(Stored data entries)
'''
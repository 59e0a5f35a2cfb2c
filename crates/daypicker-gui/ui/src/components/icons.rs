use daypicker_gui_shared::NavIcon;
use yew::{
  Html,
  Properties,
  classes,
  function_component,
  html
};

fn icon_svg(
  icon: NavIcon,
  path: &'static str
) -> Html {
  let class = classes!(
    "DayPickerNavigation__svg",
    format!(
      "DayPickerNavigation__svg--{}",
      icon.slug()
    )
  );
  html! {
      <svg
          class={class}
          viewBox="0 0 24 24"
          width="16"
          height="16"
          aria-hidden="true"
          focusable="false"
      >
          <path
              d={path}
              fill="none"
              stroke="currentColor"
              stroke-linecap="round"
              stroke-linejoin="round"
              stroke-width="2"
          />
      </svg>
  }
}

#[function_component(ArrowLeftIcon)]
pub fn arrow_left_icon() -> Html {
  icon_svg(
    NavIcon::ArrowLeft,
    "M19 12H5M11 6l-6 6 6 6"
  )
}

#[function_component(ArrowRightIcon)]
pub fn arrow_right_icon() -> Html {
  icon_svg(
    NavIcon::ArrowRight,
    "M5 12h14M13 6l6 6-6 6"
  )
}

#[function_component(ChevronUpIcon)]
pub fn chevron_up_icon() -> Html {
  icon_svg(
    NavIcon::ChevronUp,
    "M6 15l6-6 6 6"
  )
}

#[function_component(ChevronDownIcon)]
pub fn chevron_down_icon() -> Html {
  icon_svg(
    NavIcon::ChevronDown,
    "M6 9l6 6 6-6"
  )
}

#[derive(Properties, PartialEq)]
pub struct NavIconProps {
  pub icon: NavIcon
}

/// Renders the built-in graphic for `icon`.
#[function_component(NavIconGraphic)]
pub fn nav_icon_graphic(
  props: &NavIconProps
) -> Html {
  match props.icon {
    | NavIcon::ArrowLeft => {
      html! { <ArrowLeftIcon /> }
    }
    | NavIcon::ArrowRight => {
      html! { <ArrowRightIcon /> }
    }
    | NavIcon::ChevronUp => {
      html! { <ChevronUpIcon /> }
    }
    | NavIcon::ChevronDown => {
      html! { <ChevronDownIcon /> }
    }
  }
}
// Input state: folds raw key, button and pointer events into one FrameInput per tick

use super::action::{Action, InputSource};
use super::config::InputBindings;
use super::frame::FrameInput;
use glam::Vec2;
use std::collections::HashSet;
use winit::event::{ElementState, KeyEvent, MouseButton};
use winit::keyboard::PhysicalKey;

/// Scale from raw pointer counts to look-axis units
pub const POINTER_AXIS_SCALE: f32 = 0.1;

/// Input state for the local player
#[derive(Debug)]
pub struct InputState {
    bindings: InputBindings,

    /// Actions currently held
    pressed: HashSet<Action>,

    /// Actions pressed since the last snapshot
    just_pressed: HashSet<Action>,

    /// Pointer motion accumulated since the last snapshot
    look_delta: Vec2,
}

impl InputState {
    pub fn new(bindings: InputBindings) -> Self {
        Self {
            bindings,
            pressed: HashSet::new(),
            just_pressed: HashSet::new(),
            look_delta: Vec2::ZERO,
        }
    }

    pub fn bindings(&self) -> &InputBindings {
        &self.bindings
    }

    pub fn bindings_mut(&mut self) -> &mut InputBindings {
        &mut self.bindings
    }

    /// Check if an action is currently held
    pub fn is_pressed(&self, action: Action) -> bool {
        self.pressed.contains(&action)
    }

    /// Register a press of `source`
    pub fn press(&mut self, source: InputSource) {
        if let Some(action) = self.bindings.get_action(source) {
            if self.pressed.insert(action) {
                self.just_pressed.insert(action);
            }
        }
    }

    /// Register a release of `source`
    pub fn release(&mut self, source: InputSource) {
        if let Some(action) = self.bindings.get_action(source) {
            self.pressed.remove(&action);
        }
    }

    /// Process a keyboard event from winit
    pub fn process_keyboard_event(&mut self, event: &KeyEvent) {
        // Only process physical key presses
        let PhysicalKey::Code(key_code) = event.physical_key else {
            return;
        };
        let source = InputSource::key(key_code);

        match event.state {
            ElementState::Pressed if !event.repeat => self.press(source),
            ElementState::Pressed => {}
            ElementState::Released => self.release(source),
        }
    }

    /// Process a mouse button event from winit
    pub fn process_mouse_button(&mut self, button: MouseButton, state: ElementState) {
        let source = InputSource::mouse(button);
        match state {
            ElementState::Pressed => self.press(source),
            ElementState::Released => self.release(source),
        }
    }

    /// Accumulate raw pointer motion (winit `DeviceEvent::MouseMotion`, +y down)
    pub fn add_mouse_motion(&mut self, dx: f64, dy: f64) {
        self.look_delta += Vec2::new(dx as f32, -(dy as f32)) * POINTER_AXIS_SCALE;
    }

    /// Build the snapshot for this tick and clear per-tick state
    pub fn take_frame(&mut self) -> FrameInput {
        let frame = FrameInput {
            forward: self.axis(Action::MoveBack, Action::MoveForward),
            right: self.axis(Action::MoveLeft, Action::MoveRight),
            run: self.is_pressed(Action::Run),
            crouch: self.is_pressed(Action::Crouch),
            jump: self.is_pressed(Action::Jump),
            attack: self.just_pressed.contains(&Action::Attack),
            look: self.look_delta,
        };

        self.just_pressed.clear();
        self.look_delta = Vec2::ZERO;
        frame
    }

    /// Reset all input state (focus lost, menu opened)
    pub fn reset(&mut self) {
        self.pressed.clear();
        self.just_pressed.clear();
        self.look_delta = Vec2::ZERO;
    }

    fn axis(&self, negative: Action, positive: Action) -> f32 {
        let mut value = 0.0;
        if self.is_pressed(negative) {
            value -= 1.0;
        }
        if self.is_pressed(positive) {
            value += 1.0;
        }
        value
    }
}

impl Default for InputState {
    fn default() -> Self {
        Self::new(InputBindings::defaults())
    }
}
'''
*Problem details:*
Among the lines above, list those that contain the word "clear".

*Response to the exercise:*
    /// Build the snapshot for this tick and clear per-tick state
        self.just_pressed.clear();
        self.pressed.clear();
        self.just_pressed.clear();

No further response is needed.